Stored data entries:

/---

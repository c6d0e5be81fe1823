//! Keyed, read-only indicator tables
//!
//! Each table grades its rows on construction and keeps the first row for a
//! duplicated key. Province names are canonicalized so that lookups compare
//! like with like; the source spelling of each kept key is indexed as well
//! for exact lookups.

use std::collections::HashMap;

use super::{IndicatorRecord, RecordKey};
use crate::grading::GradeScale;
use crate::resolve::aliases::canonical_province;

/// Rows keyed by province (housing)
#[derive(Debug, Clone, Default)]
pub struct ProvinceTable {
    records: Vec<IndicatorRecord>,
    index: HashMap<String, usize>,
    raw_index: HashMap<String, usize>,
    duplicates: usize,
}

impl ProvinceTable {
    pub fn from_rows<I>(rows: I, scale: &GradeScale) -> Self
    where
        I: IntoIterator<Item = (String, f64)>,
    {
        let mut table = Self::default();
        for (raw, value) in rows {
            let raw = raw.trim().to_string();
            let province = canonical_province(&raw).to_string();
            if table.index.contains_key(&province) {
                table.duplicates += 1;
                continue;
            }
            table.raw_index.insert(raw, table.records.len());
            table.index.insert(province.clone(), table.records.len());
            table.records.push(IndicatorRecord {
                key: RecordKey::Province(province.clone()),
                province: Some(province),
                raw_value: value,
                grade: scale.classify(value),
            });
        }
        table
    }

    /// Lookup by canonical province name
    pub fn get(&self, province: &str) -> Option<&IndicatorRecord> {
        self.index.get(province).map(|&i| &self.records[i])
    }

    /// Lookup by the key exactly as a source spelled it, or as stored
    pub fn get_exact(&self, province: &str) -> Option<&IndicatorRecord> {
        self.raw_index
            .get(province)
            .or_else(|| self.index.get(province))
            .map(|&i| &self.records[i])
    }

    pub fn records(&self) -> &[IndicatorRecord] {
        &self.records
    }

    pub fn len(&self) -> usize {
        self.records.len()
    }

    pub fn is_empty(&self) -> bool {
        self.records.is_empty()
    }

    pub fn duplicates(&self) -> usize {
        self.duplicates
    }
}

/// Rows keyed by (province, district) (sewer)
#[derive(Debug, Clone, Default)]
pub struct DistrictTable {
    records: Vec<IndicatorRecord>,
    index: HashMap<(String, String), usize>,
    raw_index: HashMap<(String, String), usize>,
    by_province: HashMap<String, Vec<usize>>,
    duplicates: usize,
}

impl DistrictTable {
    pub fn from_rows<I>(rows: I, scale: &GradeScale) -> Self
    where
        I: IntoIterator<Item = (String, String, f64)>,
    {
        let mut table = Self::default();
        for (raw, district, value) in rows {
            let raw = raw.trim().to_string();
            let province = canonical_province(&raw).to_string();
            let district = district.trim().to_string();
            let key = (province.clone(), district.clone());
            if table.index.contains_key(&key) {
                table.duplicates += 1;
                continue;
            }
            let i = table.records.len();
            table.raw_index.insert((raw, district.clone()), i);
            table.index.insert(key, i);
            table.by_province.entry(province.clone()).or_default().push(i);
            table.records.push(IndicatorRecord {
                key: RecordKey::District {
                    province: province.clone(),
                    district,
                },
                province: Some(province),
                raw_value: value,
                grade: scale.classify(value),
            });
        }
        table
    }

    /// Lookup by canonical province and district
    pub fn get(&self, province: &str, district: &str) -> Option<&IndicatorRecord> {
        self.index
            .get(&(province.to_string(), district.to_string()))
            .map(|&i| &self.records[i])
    }

    /// Lookup by the key exactly as a source spelled it, or as stored
    pub fn get_exact(&self, province: &str, district: &str) -> Option<&IndicatorRecord> {
        let key = (province.to_string(), district.to_string());
        self.raw_index
            .get(&key)
            .or_else(|| self.index.get(&key))
            .map(|&i| &self.records[i])
    }

    /// Rows of one province, in source order
    pub fn in_province<'a>(&'a self, province: &str) -> impl Iterator<Item = &'a IndicatorRecord> + 'a {
        self.by_province
            .get(province)
            .into_iter()
            .flatten()
            .map(move |&i| &self.records[i])
    }

    pub fn records(&self) -> &[IndicatorRecord] {
        &self.records
    }

    pub fn len(&self) -> usize {
        self.records.len()
    }

    pub fn is_empty(&self) -> bool {
        self.records.is_empty()
    }

    pub fn duplicates(&self) -> usize {
        self.duplicates
    }
}

/// Rows keyed by administrative code (social)
#[derive(Debug, Clone, Default)]
pub struct CodeTable {
    records: Vec<IndicatorRecord>,
    index: HashMap<String, usize>,
    duplicates: usize,
}

impl CodeTable {
    pub fn from_rows<I>(rows: I, scale: &GradeScale) -> Self
    where
        I: IntoIterator<Item = (String, Option<String>, f64)>,
    {
        let mut table = Self::default();
        for (code, province, value) in rows {
            let code = code.trim().to_string();
            if table.index.contains_key(&code) {
                table.duplicates += 1;
                continue;
            }
            table.index.insert(code.clone(), table.records.len());
            table.records.push(IndicatorRecord {
                key: RecordKey::AdminCode(code),
                province: province.map(|p| canonical_province(&p).to_string()),
                raw_value: value,
                grade: scale.classify(value),
            });
        }
        table
    }

    pub fn get(&self, code: &str) -> Option<&IndicatorRecord> {
        self.index.get(code).map(|&i| &self.records[i])
    }

    pub fn records(&self) -> &[IndicatorRecord] {
        &self.records
    }

    pub fn len(&self) -> usize {
        self.records.len()
    }

    pub fn is_empty(&self) -> bool {
        self.records.is_empty()
    }

    pub fn duplicates(&self) -> usize {
        self.duplicates
    }
}

/// Rows keyed by weather-station name (rainfall); several rows may share a station
#[derive(Debug, Clone)]
pub struct StationTable {
    records: Vec<IndicatorRecord>,
    scale: GradeScale,
}

impl StationTable {
    pub fn from_rows<I>(rows: I, scale: &GradeScale) -> Self
    where
        I: IntoIterator<Item = (String, f64)>,
    {
        let records = rows
            .into_iter()
            .map(|(station, value)| IndicatorRecord {
                key: RecordKey::Station(station.trim().to_string()),
                province: None,
                raw_value: value,
                grade: scale.classify(value),
            })
            .collect();
        Self {
            records,
            scale: scale.clone(),
        }
    }

    /// Scale used to grade averaged station values
    pub fn scale(&self) -> &GradeScale {
        &self.scale
    }

    /// Rows whose station name contains `fragment` (case-sensitive)
    pub fn containing<'a>(&'a self, fragment: &'a str) -> impl Iterator<Item = &'a IndicatorRecord> + 'a {
        self.records.iter().filter(move |r| match &r.key {
            RecordKey::Station(name) => name.contains(fragment),
            _ => false,
        })
    }

    pub fn records(&self) -> &[IndicatorRecord] {
        &self.records
    }

    pub fn len(&self) -> usize {
        self.records.len()
    }

    pub fn is_empty(&self) -> bool {
        self.records.is_empty()
    }
}

#[cfg(test)]
mod tests {
    use super::*;

    #[test]
    fn test_province_table_canonicalizes_and_dedupes() {
        let table = ProvinceTable::from_rows(
            vec![
                ("서울".to_string(), 62.0),
                ("서울특별시".to_string(), 10.0),
                ("경기도".to_string(), 35.0),
            ],
            &GradeScale::housing(),
        );
        assert_eq!(table.len(), 2);
        assert_eq!(table.duplicates(), 1);

        let seoul = table.get("서울특별시").unwrap();
        assert_eq!(seoul.raw_value, 62.0);
        assert_eq!(seoul.grade.level, 4);
    }

    #[test]
    fn test_district_table_groups_by_province() {
        let table = DistrictTable::from_rows(
            vec![
                ("경기".to_string(), "수원시 장안구".to_string(), 71.0),
                ("경기도".to_string(), "성남시 분당구".to_string(), 88.0),
                ("서울특별시".to_string(), "종로구".to_string(), 93.0),
            ],
            &GradeScale::sewer(),
        );
        assert!(table.get("경기도", "수원시 장안구").is_some());
        assert!(table.get("경기", "수원시 장안구").is_none());

        let gyeonggi: Vec<_> = table.in_province("경기도").map(|r| r.raw_value).collect();
        assert_eq!(gyeonggi, vec![71.0, 88.0]);
        assert_eq!(table.in_province("제주특별자치도").count(), 0);
    }

    #[test]
    fn test_exact_lookup_keeps_source_spelling() {
        let table = DistrictTable::from_rows(
            vec![
                ("서울".to_string(), "종로구".to_string(), 93.0),
                ("서울특별시".to_string(), "종로구".to_string(), 10.0),
            ],
            &GradeScale::sewer(),
        );
        assert_eq!(table.duplicates(), 1);
        assert_eq!(table.get_exact("서울", "종로구").unwrap().raw_value, 93.0);
        assert_eq!(table.get_exact("서울특별시", "종로구").unwrap().raw_value, 93.0);
        assert!(table.get("서울", "종로구").is_none());

        let housing = ProvinceTable::from_rows(vec![("서울".to_string(), 62.0)], &GradeScale::housing());
        assert_eq!(housing.get_exact("서울").unwrap().raw_value, 62.0);
        assert_eq!(housing.get_exact("서울특별시").unwrap().raw_value, 62.0);
        assert!(housing.get_exact("부산").is_none());
    }

    #[test]
    fn test_station_table_substring_scan() {
        let table = StationTable::from_rows(
            vec![
                ("서울(108)".to_string(), 40.0),
                ("부산(159)".to_string(), 70.0),
                ("북부산(940)".to_string(), 80.0),
            ],
            &GradeScale::rainfall(),
        );
        assert_eq!(table.containing("부산").count(), 2);
        assert_eq!(table.containing("북부산").count(), 1);
        assert_eq!(table.containing("대구").count(), 0);
    }
}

\---

- **Description of the task**
Only the lines containing "서울특별시" are needed; copy each of them from the data.

- **Output of the task**
                ("서울특별시".to_string(), 10.0),
        let seoul = table.get("서울특별시").unwrap();
                ("서울특별시".to_string(), "종로구".to_string(), 93.0),
                ("서울특별시".to_string(), "종로구".to_string(), 10.0),
        assert_eq!(table.get_exact("서울특별시", "종로구").unwrap().raw_value, 93.0);
        assert_eq!(housing.get_exact("서울특별시").unwrap().raw_value, 62.0);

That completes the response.